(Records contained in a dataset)
--------
//! Application state for the TUI.

use std::time::{Duration, Instant};

use crate::models::{RankingEntry, RankingsSnapshot};

/// How long an error stays in the status bar.
const ERROR_DISPLAY_DURATION: Duration = Duration::from_secs(5);

/// A snapshot older than this many poll intervals is shown as stale.
const STALE_AFTER_INTERVALS: u32 = 3;

/// Central application state container.
///
/// Mutated only through [`update`](super::event::update).
pub struct App {
    // -- Rankings --
    /// Top gainers, descending by change.
    pub top: Vec<RankingEntry>,
    /// Top losers, ascending by change.
    pub bottom: Vec<RankingEntry>,

    // -- Feed State --
    /// When the current snapshot arrived.
    pub last_update: Option<Instant>,
    /// Most recent fetch failure (clears after timeout).
    pub last_error: Option<ErrorDisplay>,
    /// Configured poll period.
    pub poll_interval: Duration,
    /// Short name of the rankings source.
    pub source_label: String,
    /// Snapshots applied so far.
    pub snapshot_count: u64,
    /// Failed fetches so far.
    pub failure_count: u64,

    // -- Internal --
    /// Flag to signal application should quit.
    pub should_quit: bool,
}

impl App {
    /// Creates an App with empty rankings.
    pub fn new(source_label: impl Into<String>, poll_interval: Duration) -> Self {
        Self {
            top: Vec::new(),
            bottom: Vec::new(),

            last_update: None,
            last_error: None,
            poll_interval,
            source_label: source_label.into(),
            snapshot_count: 0,
            failure_count: 0,

            should_quit: false,
        }
    }

    /// Replaces both lists with the snapshot's, verbatim.
    pub fn apply_snapshot(&mut self, snapshot: RankingsSnapshot) {
        self.top = snapshot.top;
        self.bottom = snapshot.bottom;
        self.last_update = Some(Instant::now());
        self.last_error = None;
        self.snapshot_count += 1;
    }

    /// Records a failed fetch. The current lists are left untouched.
    pub fn record_failure(&mut self, reason: impl Into<String>) {
        self.failure_count += 1;
        self.show_error(reason);
    }

    /// Sets an error message to display.
    pub fn show_error(&mut self, message: impl Into<String>) {
        self.last_error = Some(ErrorDisplay {
            message: message.into(),
            timestamp: Instant::now(),
        });
    }

    /// Clears error messages older than 5 seconds.
    pub fn clear_stale_errors(&mut self) {
        if let Some(ref error) = self.last_error
            && error.timestamp.elapsed() > ERROR_DISPLAY_DURATION
        {
            self.last_error = None;
        }
    }

    /// Current lists as a snapshot.
    pub fn snapshot(&self) -> RankingsSnapshot {
        RankingsSnapshot {
            top: self.top.clone(),
            bottom: self.bottom.clone(),
        }
    }

    /// Freshness of the displayed data.
    pub fn feed_status(&self) -> FeedStatus {
        match self.last_update {
            None => FeedStatus::Waiting,
            Some(at) if at.elapsed() > self.poll_interval * STALE_AFTER_INTERVALS => {
                FeedStatus::Stale
            }
            Some(_) => FeedStatus::Live,
        }
    }
}

/// Freshness of the rankings on screen.
#[derive(Clone, Copy, Debug, PartialEq, Eq)]
pub enum FeedStatus {
    /// No snapshot received yet.
    Waiting,
    /// Last snapshot is recent.
    Live,
    /// Last snapshot is older than the staleness threshold.
    Stale,
}

impl FeedStatus {
    /// Returns a display string for the status.
    pub fn label(&self) -> &'static str {
        match self {
            FeedStatus::Waiting => "Waiting...",
            FeedStatus::Live => "Live",
            FeedStatus::Stale => "Stale",
        }
    }
}

/// Error message with timestamp for auto-clear.
#[derive(Clone, Debug)]
pub struct ErrorDisplay {
    /// The error message.
    pub message: String,
    /// When the error was shown.
    pub timestamp: Instant,
}

#[cfg(test)]
mod tests {
    use rust_decimal_macros::dec;

    use super::*;

    fn entry(ticker: &str, change: rust_decimal::Decimal) -> RankingEntry {
        RankingEntry {
            ticker: ticker.to_string(),
            change,
        }
    }

    #[test]
    fn new_app_is_waiting() {
        let app = App::new("http", Duration::from_secs(1));
        assert!(app.top.is_empty());
        assert!(app.bottom.is_empty());
        assert_eq!(app.feed_status(), FeedStatus::Waiting);
    }

    #[test]
    fn snapshot_replaces_lists_wholesale() {
        let mut app = App::new("http", Duration::from_secs(1));
        app.apply_snapshot(RankingsSnapshot {
            top: vec![entry("AAA", dec!(5.1)), entry("BBB", dec!(2))],
            bottom: vec![entry("ZZZ", dec!(-3.25))],
        });
        app.apply_snapshot(RankingsSnapshot {
            top: vec![entry("CCC", dec!(1))],
            bottom: vec![],
        });

        assert_eq!(app.top, vec![entry("CCC", dec!(1))]);
        assert!(app.bottom.is_empty());
        assert_eq!(app.snapshot_count, 2);
        assert_eq!(app.feed_status(), FeedStatus::Live);
    }

    #[test]
    fn failure_keeps_lists_and_sets_error() {
        let mut app = App::new("http", Duration::from_secs(1));
        app.apply_snapshot(RankingsSnapshot {
            top: vec![entry("AAA", dec!(5.1))],
            bottom: vec![entry("ZZZ", dec!(-3.25))],
        });
        let before = app.snapshot();

        app.record_failure("connection refused");

        assert_eq!(app.snapshot(), before);
        assert_eq!(app.failure_count, 1);
        assert_eq!(
            app.last_error.as_ref().map(|e| e.message.as_str()),
            Some("connection refused")
        );
    }

    #[test]
    fn snapshot_clears_error() {
        let mut app = App::new("http", Duration::from_secs(1));
        app.record_failure("timeout");
        app.apply_snapshot(RankingsSnapshot::default());
        assert!(app.last_error.is_none());
    }

    #[test]
    fn old_snapshot_is_stale() {
        let mut app = App::new("http", Duration::from_millis(10));
        app.apply_snapshot(RankingsSnapshot::default());
        app.last_update = Some(Instant::now() - Duration::from_secs(1));
        assert_eq!(app.feed_status(), FeedStatus::Stale);
    }

    #[test]
    fn errors_expire() {
        let mut app = App::new("http", Duration::from_secs(1));
        app.show_error("boom");
        app.last_error.as_mut().unwrap().timestamp = Instant::now() - Duration::from_secs(6);
        app.clear_stale_errors();
        assert!(app.last_error.is_none());
    }
}
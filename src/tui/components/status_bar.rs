//! Status bar component.

use ratatui::{
    Frame,
    layout::Rect,
    style::{Color, Style},
    text::{Line, Span},
    widgets::Paragraph,
};

use crate::tui::app::{App, FeedStatus};

/// Renders the status bar.
pub fn render(frame: &mut Frame, area: Rect, app: &App) {
    let feed_status = app.feed_status();
    let status_color = match feed_status {
        FeedStatus::Live => Color::Green,
        FeedStatus::Stale => Color::Yellow,
        FeedStatus::Waiting => Color::Gray,
    };

    let failures_span = if app.failure_count > 0 {
        Span::styled(
            format!(" {} failed ", app.failure_count),
            Style::default().fg(Color::Yellow),
        )
    } else {
        Span::raw("")
    };

    let error_span = if let Some(ref error) = app.last_error {
        Span::styled(
            format!(" {} ", error.message),
            Style::default().fg(Color::Red),
        )
    } else {
        Span::raw("")
    };

    let line = Line::from(vec![
        Span::styled(
            format!(" {} ", feed_status.label()),
            Style::default().fg(status_color),
        ),
        Span::raw("│"),
        Span::styled(
            format!(" {} ", app.source_label),
            Style::default().fg(Color::Cyan),
        ),
        Span::raw("│"),
        Span::raw(format!(" {} updates ", app.snapshot_count)),
        failures_span,
        Span::raw("│"),
        error_span,
    ]);

    let para = Paragraph::new(line).style(Style::default().bg(Color::DarkGray));
    frame.render_widget(para, area);
}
--------
Each of the entries above is to be repeated exactly.

◆ Answer for the task ◆
//! Application state for the TUI.

use std::time::{Duration, Instant};

use crate::models::{RankingEntry, RankingsSnapshot};

/// How long an error stays in the status bar.
const ERROR_DISPLAY_DURATION: Duration = Duration::from_secs(5);

/// A snapshot older than this many poll intervals is shown as stale.
const STALE_AFTER_INTERVALS: u32 = 3;

/// Central application state container.
///
/// Mutated only through [`update`](super::event::update).
pub struct App {
    // -- Rankings --
    /// Top gainers, descending by change.
    pub top: Vec<RankingEntry>,
    /// Top losers, ascending by change.
    pub bottom: Vec<RankingEntry>,

    // -- Feed State --
    /// When the current snapshot arrived.
    pub last_update: Option<Instant>,
    /// Most recent fetch failure (clears after timeout).
    pub last_error: Option<ErrorDisplay>,
    /// Configured poll period.
    pub poll_interval: Duration,
    /// Short name of the rankings source.
    pub source_label: String,
    /// Snapshots applied so far.
    pub snapshot_count: u64,
    /// Failed fetches so far.
    pub failure_count: u64,

    // -- Internal --
    /// Flag to signal application should quit.
    pub should_quit: bool,
}

impl App {
    /// Creates an App with empty rankings.
    pub fn new(source_label: impl Into<String>, poll_interval: Duration) -> Self {
        Self {
            top: Vec::new(),
            bottom: Vec::new(),

            last_update: None,
            last_error: None,
            poll_interval,
            source_label: source_label.into(),
            snapshot_count: 0,
            failure_count: 0,

            should_quit: false,
        }
    }

    /// Replaces both lists with the snapshot's, verbatim.
    pub fn apply_snapshot(&mut self, snapshot: RankingsSnapshot) {
        self.top = snapshot.top;
        self.bottom = snapshot.bottom;
        self.last_update = Some(Instant::now());
        self.last_error = None;
        self.snapshot_count += 1;
    }

    /// Records a failed fetch. The current lists are left untouched.
    pub fn record_failure(&mut self, reason: impl Into<String>) {
        self.failure_count += 1;
        self.show_error(reason);
    }

    /// Sets an error message to display.
    pub fn show_error(&mut self, message: impl Into<String>) {
        self.last_error = Some(ErrorDisplay {
            message: message.into(),
            timestamp: Instant::now(),
        });
    }

    /// Clears error messages older than 5 seconds.
    pub fn clear_stale_errors(&mut self) {
        if let Some(ref error) = self.last_error
            && error.timestamp.elapsed() > ERROR_DISPLAY_DURATION
        {
            self.last_error = None;
        }
    }

    /// Current lists as a snapshot.
    pub fn snapshot(&self) -> RankingsSnapshot {
        RankingsSnapshot {
            top: self.top.clone(),
            bottom: self.bottom.clone(),
        }
    }

    /// Freshness of the displayed data.
    pub fn feed_status(&self) -> FeedStatus {
        match self.last_update {
            None => FeedStatus::Waiting,
            Some(at) if at.elapsed() > self.poll_interval * STALE_AFTER_INTERVALS => {
                FeedStatus::Stale
            }
            Some(_) => FeedStatus::Live,
        }
    }
}

/// Freshness of the rankings on screen.
#[derive(Clone, Copy, Debug, PartialEq, Eq)]
pub enum FeedStatus {
    /// No snapshot received yet.
    Waiting,
    /// Last snapshot is recent.
    Live,
    /// Last snapshot is older than the staleness threshold.
    Stale,
}

impl FeedStatus {
    /// Returns a display string for the status.
    pub fn label(&self) -> &'static str {
        match self {
            FeedStatus::Waiting => "Waiting...",
            FeedStatus::Live => "Live",
            FeedStatus::Stale => "Stale",
        }
    }
}

/// Error message with timestamp for auto-clear.
#[derive(Clone, Debug)]
pub struct ErrorDisplay {
    /// The error message.
    pub message: String,
    /// When the error was shown.
    pub timestamp: Instant,
}

#[cfg(test)]
mod tests {
    use rust_decimal_macros::dec;

    use super::*;

    fn entry(ticker: &str, change: rust_decimal::Decimal) -> RankingEntry {
        RankingEntry {
            ticker: ticker.to_string(),
            change,
        }
    }

    #[test]
    fn new_app_is_waiting() {
        let app = App::new("http", Duration::from_secs(1));
        assert!(app.top.is_empty());
        assert!(app.bottom.is_empty());
        assert_eq!(app.feed_status(), FeedStatus::Waiting);
    }

    #[test]
    fn snapshot_replaces_lists_wholesale() {
        let mut app = App::new("http", Duration::from_secs(1));
        app.apply_snapshot(RankingsSnapshot {
            top: vec![entry("AAA", dec!(5.1)), entry("BBB", dec!(2))],
            bottom: vec![entry("ZZZ", dec!(-3.25))],
        });
        app.apply_snapshot(RankingsSnapshot {
            top: vec![entry("CCC", dec!(1))],
            bottom: vec![],
        });

        assert_eq!(app.top, vec![entry("CCC", dec!(1))]);
        assert!(app.bottom.is_empty());
        assert_eq!(app.snapshot_count, 2);
        assert_eq!(app.feed_status(), FeedStatus::Live);
    }

    #[test]
    fn failure_keeps_lists_and_sets_error() {
        let mut app = App::new("http", Duration::from_secs(1));
        app.apply_snapshot(RankingsSnapshot {
            top: vec![entry("AAA", dec!(5.1))],
            bottom: vec![entry("ZZZ", dec!(-3.25))],
        });
        let before = app.snapshot();

        app.record_failure("connection refused");

        assert_eq!(app.snapshot(), before);
        assert_eq!(app.failure_count, 1);
        assert_eq!(
            app.last_error.as_ref().map(|e| e.message.as_str()),
            Some("connection refused")
        );
    }

    #[test]
    fn snapshot_clears_error() {
        let mut app = App::new("http", Duration::from_secs(1));
        app.record_failure("timeout");
        app.apply_snapshot(RankingsSnapshot::default());
        assert!(app.last_error.is_none());
    }

    #[test]
    fn old_snapshot_is_stale() {
        let mut app = App::new("http", Duration::from_millis(10));
        app.apply_snapshot(RankingsSnapshot::default());
        app.last_update = Some(Instant::now() - Duration::from_secs(1));
        assert_eq!(app.feed_status(), FeedStatus::Stale);
    }

    #[test]
    fn errors_expire() {
        let mut app = App::new("http", Duration::from_secs(1));
        app.show_error("boom");
        app.last_error.as_mut().unwrap().timestamp = Instant::now() - Duration::from_secs(6);
        app.clear_stale_errors();
        assert!(app.last_error.is_none());
    }
}
filename src/tui/components/status_bar.rs
//! Status bar component.

use ratatui::{
    Frame,
    layout::Rect,
    style::{Color, Style},
    text::{Line, Span},
    widgets::Paragraph,
};

use crate::tui::app::{App, FeedStatus};

/// Renders the status bar.
pub fn render(frame: &mut Frame, area: Rect, app: &App) {
    let feed_status = app.feed_status();
    let status_color = match feed_status {
        FeedStatus::Live => Color::Green,
        FeedStatus::Stale => Color::Yellow,
        FeedStatus::Waiting => Color::Gray,
    };

    let failures_span = if app.failure_count > 0 {
        Span::styled(
            format!(" {} failed ", app.failure_count),
            Style::default().fg(Color::Yellow),
        )
    } else {
        Span::raw("")
    };

    let error_span = if let Some(ref error) = app.last_error {
        Span::styled(
            format!(" {} ", error.message),
            Style::default().fg(Color::Red),
        )
    } else {
        Span::raw("")
    };

    let line = Line::from(vec![
        Span::styled(
            format!(" {} ", feed_status.label()),
            Style::default().fg(status_color),
        ),
        Span::raw("│"),
        Span::styled(
            format!(" {} ", app.source_label),
            Style::default().fg(Color::Cyan),
        ),
        Span::raw("│"),
        Span::raw(format!(" {} updates ", app.snapshot_count)),
        failures_span,
        Span::raw("│"),
        error_span,
    ]);

    let para = Paragraph::new(line).style(Style::default().bg(Color::DarkGray));
    frame.render_widget(para, area);
}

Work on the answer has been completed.